A quasi-3D model of the whole lung: airway extension to the tracheobronchial limit using the constrained constructive optimization and alveolar modeling, using a sac-trumpet model.

Existing computational models used for simulating the flow and species transport in the human airways are zero-dimensional (0D) compartmental, three-dimensional (3D) computational fluid dynamics (CFD), or the recently developed quasi-3D (Q3D) models. Unlike compartmental models, the full CFD and Q3D models are physiologically and anatomically consistent in the mouth and the upper airways, since the starting point of these models is the mouth-lung surface geometry, typically created from computed tomography (CT) scans. However, the current resolution of CT scans limits the airway detection between the 3rd-4th and 7th-9th generations. Consequently, CFD and the Q3D models developed using these scans are generally limited to these generations. In this study, we developed a method to extend the conducting airways from the end of the truncated Q3D lung to the tracheobronchial (TB) limit. We grew the lung generations within the closed lung lobes using the modified constrained constructive optimization, creating an aerodynamically optimized network aiming to produce equal pressure at the distal ends of the terminal segments. This resulted in a TB volume and lateral area of ∼165 cc and ∼2000 cm2, respectively. We created a "sac-trumpet" model at each of the TB outlets to represent the alveoli. The volumes of the airways and the individual alveolar generations match the anatomical values by design: with the functional residual capacity at 2611 cc. Lateral surface areas were scaled to match the physiological values. These generated Q3D whole lung models can be efficiently used for conducting multiple breathing cycles of drug transport and deposition simulations.

A Quasi-3D compartmental multi-scale approach to detect and quantify diseased regional lung constriction using spirometry data.

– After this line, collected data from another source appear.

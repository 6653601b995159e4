//! The serialized control loop.
//!
//! One thread owns the settings store, the run state and every instrument.
//! Timers and operator requests arrive as [`Event`]s and are handled one at a
//! time, so a poll never observes a half-applied commit. Callers talk to the
//! loop through a cloneable [`Controller`].

use crossbeam_channel::{Receiver, Sender, TrySendError, after, bounded, select, tick, unbounded};
use log::{debug, info, warn};
use parking_lot::RwLock;
use std::sync::Arc;
use std::thread::{self, JoinHandle};
use std::time::Duration;

use crate::commit::CommitOrchestrator;
use crate::config::{AppConfig, TimingConfig};
use crate::datalog::DataLogger;
use crate::error::ControlError;
use crate::instrument::Instruments;
use crate::run_state::RunStateMachine;
use crate::settings::SettingsStore;
use crate::shutdown::{ShutdownReport, ShutdownSequencer};
use crate::telemetry::TelemetryPoller;
use crate::types::{CandidateEdit, CommitResult, Quantity, RunState, TelemetrySample};

/// Subscriber queue depth; slow subscribers miss samples instead of stalling the loop.
const SUBSCRIBER_CAPACITY: usize = 64;

pub enum Event {
    PollTick,
    LogTick,
    CommitRequested {
        edits: Vec<CandidateEdit>,
        reply: Sender<Result<CommitResult, ControlError>>,
    },
    TerminateRequested {
        reply: Sender<ShutdownReport>,
    },
    StopFlow {
        reply: Sender<ShutdownReport>,
    },
    Subscribe(Sender<TelemetrySample>),
    Shutdown,
}

pub struct ControlLoop {
    instruments: Instruments,
    store: SettingsStore,
    run_state: RunStateMachine,
    orchestrator: CommitOrchestrator,
    poller: TelemetryPoller,
    sequencer: ShutdownSequencer,
    logger: DataLogger,
    timing: TimingConfig,
    latest: Option<TelemetrySample>,
    subscribers: Vec<Sender<TelemetrySample>>,
    shared_state: Arc<RwLock<RunState>>,
    closed: bool,
}

impl ControlLoop {
    pub fn new(instruments: Instruments, logger: DataLogger, config: &AppConfig) -> Self {
        let mirror_scale = config
            .heater
            .secondary
            .as_ref()
            .map_or(1.0, |secondary| secondary.setpoint_scale);

        Self {
            instruments,
            store: SettingsStore::new(&config.limits),
            run_state: RunStateMachine::new(),
            orchestrator: CommitOrchestrator::new(mirror_scale),
            poller: TelemetryPoller::new(config.sensor.resistivity_scale),
            sequencer: ShutdownSequencer::new(),
            logger,
            timing: config.timing.clone(),
            latest: None,
            subscribers: Vec::new(),
            shared_state: Arc::new(RwLock::new(RunState::Standby)),
            closed: false,
        }
    }

    /// Start the loop on its own thread.
    pub fn spawn(self) -> (Controller, JoinHandle<()>) {
        let (requests, inbox) = unbounded();
        let controller = Controller {
            requests,
            run_state: Arc::clone(&self.shared_state),
        };
        let handle = thread::spawn(move || self.run(inbox));
        (controller, handle)
    }

    fn run(mut self, inbox: Receiver<Event>) {
        info!("Control loop started");
        let poll = tick(self.timing.poll_interval());
        let mut log_timer = after(self.log_interval());

        loop {
            let event = select! {
                recv(poll) -> _ => Event::PollTick,
                recv(log_timer) -> _ => Event::LogTick,
                // Every controller dropped
                recv(inbox) -> msg => msg.unwrap_or(Event::Shutdown),
            };

            let rearm = matches!(
                event,
                Event::LogTick | Event::CommitRequested { .. } | Event::TerminateRequested { .. }
            );
            if !self.handle(event) {
                break;
            }
            if rearm {
                log_timer = after(self.log_interval());
            }
        }

        self.close();
        info!("Control loop stopped");
    }

    /// Handle one event. Returns false when the loop should stop.
    fn handle(&mut self, event: Event) -> bool {
        match event {
            Event::PollTick => self.poll(),
            Event::LogTick => {
                let sample = self
                    .latest
                    .clone()
                    .unwrap_or_else(|| TelemetrySample::empty(self.run_state.state()));
                // Failures are reported by the logger and retried next cadence
                let _ = self.logger.append(&sample, self.run_state.state());
            }
            Event::CommitRequested { edits, reply } => {
                let result = self.orchestrator.commit(
                    &edits,
                    &mut self.store,
                    &mut self.run_state,
                    &mut self.instruments,
                );
                self.publish_state();
                let _ = reply.send(result);
            }
            Event::TerminateRequested { reply } => {
                let report = self.terminate();
                let _ = reply.send(report);
            }
            Event::StopFlow { reply } => {
                info!("Stopping flow");
                let _ = reply.send(self.sequencer.stop_flow(&mut self.instruments));
            }
            Event::Subscribe(subscriber) => self.subscribers.push(subscriber),
            Event::Shutdown => return false,
        }
        true
    }

    fn poll(&mut self) {
        let flow = Some(self.store.committed(Quantity::Flow));
        let sample = self
            .poller
            .poll(&mut self.instruments, flow, self.run_state.state());

        self.subscribers.retain(|subscriber| match subscriber.try_send(sample.clone()) {
            Ok(()) | Err(TrySendError::Full(_)) => true,
            Err(TrySendError::Disconnected(_)) => false,
        });
        self.latest = Some(sample);
    }

    fn terminate(&mut self) -> ShutdownReport {
        let report = self
            .sequencer
            .terminate(&mut self.run_state, &mut self.store, &mut self.instruments);
        self.publish_state();
        report
    }

    fn log_interval(&self) -> Duration {
        self.run_state.log_interval(&self.timing)
    }

    fn publish_state(&self) {
        *self.shared_state.write() = self.run_state.state();
    }

    /// Drive everything to safe state once before the loop goes away.
    fn close(&mut self) {
        if self.closed {
            return;
        }
        self.closed = true;
        info!("Closing: driving instruments to safe state");
        let report = self.terminate();
        if !report.is_clean() {
            warn!("{} safe-state write(s) failed on close", report.failures.len());
        }
        debug!("{} records in {:?}", self.logger.records_written(), self.logger.path());
    }
}

impl Drop for ControlLoop {
    fn drop(&mut self) {
        // Covers unwinding out of the loop thread
        self.close();
    }
}

/// Cloneable handle for talking to a running [`ControlLoop`].
#[derive(Clone)]
pub struct Controller {
    requests: Sender<Event>,
    run_state: Arc<RwLock<RunState>>,
}

impl Controller {
    fn request<T>(&self, make: impl FnOnce(Sender<T>) -> Event) -> Result<T, ControlError> {
        let (reply, answer) = bounded(1);
        self.requests
            .send(make(reply))
            .map_err(|_| ControlError::Disconnected)?;
        answer.recv().map_err(|_| ControlError::Disconnected)
    }

    pub fn commit(&self, edits: Vec<CandidateEdit>) -> Result<CommitResult, ControlError> {
        self.request(|reply| Event::CommitRequested { edits, reply })?
    }

    pub fn terminate(&self) -> Result<ShutdownReport, ControlError> {
        self.request(|reply| Event::TerminateRequested { reply })
    }

    pub fn stop_flow(&self) -> Result<ShutdownReport, ControlError> {
        self.request(|reply| Event::StopFlow { reply })
    }

    /// Receive every telemetry sample from now on.
    pub fn subscribe(&self) -> Result<Receiver<TelemetrySample>, ControlError> {
        let (sender, receiver) = bounded(SUBSCRIBER_CAPACITY);
        self.requests
            .send(Event::Subscribe(sender))
            .map_err(|_| ControlError::Disconnected)?;
        Ok(receiver)
    }

    pub fn run_state(&self) -> RunState {
        *self.run_state.read()
    }

    /// Ask the loop to drive instruments safe and stop. Does not wait.
    pub fn request_shutdown(&self) {
        let _ = self.requests.send(Event::Shutdown);
    }
}
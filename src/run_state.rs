use log::info;
use std::time::Duration;

use crate::config::TimingConfig;
use crate::error::ControlError;
use crate::types::RunState;

/// Lifecycle of the control session.
///
/// `Initializing` only exists inside a commit: it marks the first commit since
/// standby, where empty fields leave quantities at their defaults.
#[derive(Debug, Clone)]
pub struct RunStateMachine {
    state: RunState,
    commit_allowed: bool,
}

impl Default for RunStateMachine {
    fn default() -> Self {
        Self::new()
    }
}

impl RunStateMachine {
    pub fn new() -> Self {
        Self {
            state: RunState::Standby,
            commit_allowed: true,
        }
    }

    pub fn state(&self) -> RunState {
        self.state
    }

    pub fn commit_allowed(&self) -> bool {
        self.commit_allowed
    }

    /// Enter a commit. Returns true when this is the first commit since standby.
    pub fn begin_commit(&mut self) -> Result<bool, ControlError> {
        if !self.commit_allowed {
            return Err(ControlError::CommitNotAllowed(self.state));
        }
        match self.state {
            RunState::Standby => {
                self.transition(RunState::Initializing);
                Ok(true)
            }
            RunState::Initializing => Ok(true),
            RunState::Running => Ok(false),
            RunState::Terminating => Err(ControlError::CommitNotAllowed(self.state)),
        }
    }

    /// All quantities were attempted.
    pub fn finish_commit(&mut self) {
        if self.state != RunState::Running {
            self.transition(RunState::Running);
        }
    }

    pub fn begin_terminate(&mut self) {
        self.commit_allowed = false;
        self.transition(RunState::Terminating);
    }

    pub fn finish_terminate(&mut self) {
        self.transition(RunState::Standby);
        self.commit_allowed = true;
    }

    /// Data-log period for the current state.
    pub fn log_interval(&self, timing: &TimingConfig) -> Duration {
        match self.state {
            RunState::Initializing | RunState::Running => timing.running_log_interval(),
            RunState::Standby | RunState::Terminating => timing.standby_log_interval(),
        }
    }

    fn transition(&mut self, next: RunState) {
        if self.state != next {
            info!("Run state {} -> {}", self.state, next);
            self.state = next;
        }
    }
}
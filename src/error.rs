use thiserror::Error;

use crate::types::{Quantity, RunState};

#[derive(Error, Debug)]
pub enum ControlError {
    #[error("{device} unavailable: {reason}")]
    DeviceUnavailable { device: String, reason: String },
    #[error("{device} timed out during {operation}")]
    DeviceTimeout { device: String, operation: String },
    #[error("Invalid {quantity} entry: {text:?}")]
    InvalidInput { quantity: Quantity, text: String },
    #[error("Data log write failed ({context}): {source}")]
    SinkWrite {
        #[source]
        source: std::io::Error,
        context: String,
    },
    #[error("Protocol error: {0}")]
    Protocol(String),
    #[error("Configuration error: {0}")]
    Config(String),
    #[error("Commit not allowed while {0}")]
    CommitNotAllowed(RunState),
    #[error("Control loop stopped")]
    Disconnected,
}

/// Coarse failure classes the orchestrator and poller act on.
#[derive(Debug, Clone, Copy, PartialEq, Eq)]
pub enum ErrorKind {
    DeviceUnavailable,
    DeviceTimeout,
    InvalidInput,
    SinkWriteFailure,
    Other,
}

impl ControlError {
    pub fn kind(&self) -> ErrorKind {
        match self {
            ControlError::DeviceUnavailable { .. } | ControlError::Protocol(_) => {
                ErrorKind::DeviceUnavailable
            }
            ControlError::DeviceTimeout { .. } => ErrorKind::DeviceTimeout,
            ControlError::InvalidInput { .. } => ErrorKind::InvalidInput,
            ControlError::SinkWrite { .. } => ErrorKind::SinkWriteFailure,
            _ => ErrorKind::Other,
        }
    }

    /// Convert a transport-level I/O failure into the channel taxonomy.
    pub fn from_io(device: &str, operation: &str, err: std::io::Error) -> Self {
        match err.kind() {
            std::io::ErrorKind::TimedOut | std::io::ErrorKind::WouldBlock => {
                ControlError::DeviceTimeout {
                    device: device.to_string(),
                    operation: operation.to_string(),
                }
            }
            _ => ControlError::DeviceUnavailable {
                device: device.to_string(),
                reason: format!("{operation}: {err}"),
            },
        }
    }

    pub fn unavailable(device: &str, reason: impl Into<String>) -> Self {
        ControlError::DeviceUnavailable {
            device: device.to_string(),
            reason: reason.into(),
        }
    }

    pub fn timeout(device: &str, operation: impl Into<String>) -> Self {
        ControlError::DeviceTimeout {
            device: device.to_string(),
            operation: operation.into(),
        }
    }
}

impl From<config::ConfigError> for ControlError {
    fn from(err: config::ConfigError) -> Self {
        ControlError::Config(err.to_string())
    }
}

Spirometry is a widely used pulmonary function test to detect the airflow limitations associated with various obstructive lung diseases, such as asthma, chronic obstructive pulmonary disease, and even obesity-related complications. These conditions arise due to the change in the airway resistance, alveolar compliance, and inductance values. Currently, zero-dimensional compartmental models are commonly used for calibrating these resistance, compliance, and inductance values, ie, solving the inverse spirometry problem. However, zero-dimensional compartments cannot capture the flow physics or the spatial geometry effects, thereby generating a low fidelity prediction of the diseased lung. Computational fluid dynamics (CFD) models offer higher fidelity solutions but may be impractical for certain applications due to the duration of these simulations. Recently, a novel, fast-running, and robust Quasi-3D (Q3D) wire model for simulating the airflow in the human lung airway was developed by CFD Research Corporation. This Q3D method preserved the 3D spatial nature of the airways and was favorably validated against CFD solutions. In the present study, the Q3D compartmental multi-scale combination is further improved to predict regional lung constriction of diseased lungs using spirometry data. The Q3D mesh is resolved up to the eighth lung airway generation. The remainder of the airways and the alveoli sections are modeled using a compartmental approach. The Q3D geometry is then split into different spatial sections, and the resistance values in these regions are obtained using parameter inversion. Finally, the airway diameter values are then reduced to create the actual diseased lung model, corresponding to these resistance values. This diseased lung model can be used for patient-specific drug deposition predictions and the subsequent optimization of the orally inhaled drug products.

A compartment-quasi-3D multiscale approach for drug absorption, transport, and retention in the human lungs.

Most current models used for modeling the pulmonary drug absorption, transport, and retention are 0D compartmental models where the airways are generally split into the airways and alveolar sections. Such block models deliver low fidelity solutions and the spatial lung drug concentrations cannot be obtained. Other approaches use high fidelity CFD models with limited capabilities due to their exorbitant computational cost. Recently, we presented a novel, fast-running and robust quasi-3D (Q3D) model for modeling the pulmonary airflow. This Q3D method preserved the 3D lung geometry, delivered extremely accurate solutions, and was 25 000 times faster in comparison to the CFD methods. In this paper, we present a Q3D-compartment multiscale combination to model the pulmonary drug absorption, transport, and retention. The initial deposition is obtained from CFD simulations. The lung absorption compartment model of Yu and Rosania is adapted to this multiscale format. The lung is modeled in the Q3D format till the eighth airway generation. The remainder of the lung along with the systemic circulation and elimination processes was modeled using compartments. The Q3D model is further adapted, by allowing for various heterogeneous annular lung layers. This allows us to model the drug transport across the layers and along the lung. Using this multiscale model, the spatiotemporal drug concentrations in the different lung layers and the temporal concentration in the plasma are obtained. The concentration profile in the plasma was found to be better aligned with the experimental findings in comparison with compartmental model for the standard test cases. Thus, this multiscale model can be used to optimize the target-specific drug delivery and increase the localized bioavailability, thereby facilitating applications from the bench to bedside for various patient/lung-disease variations.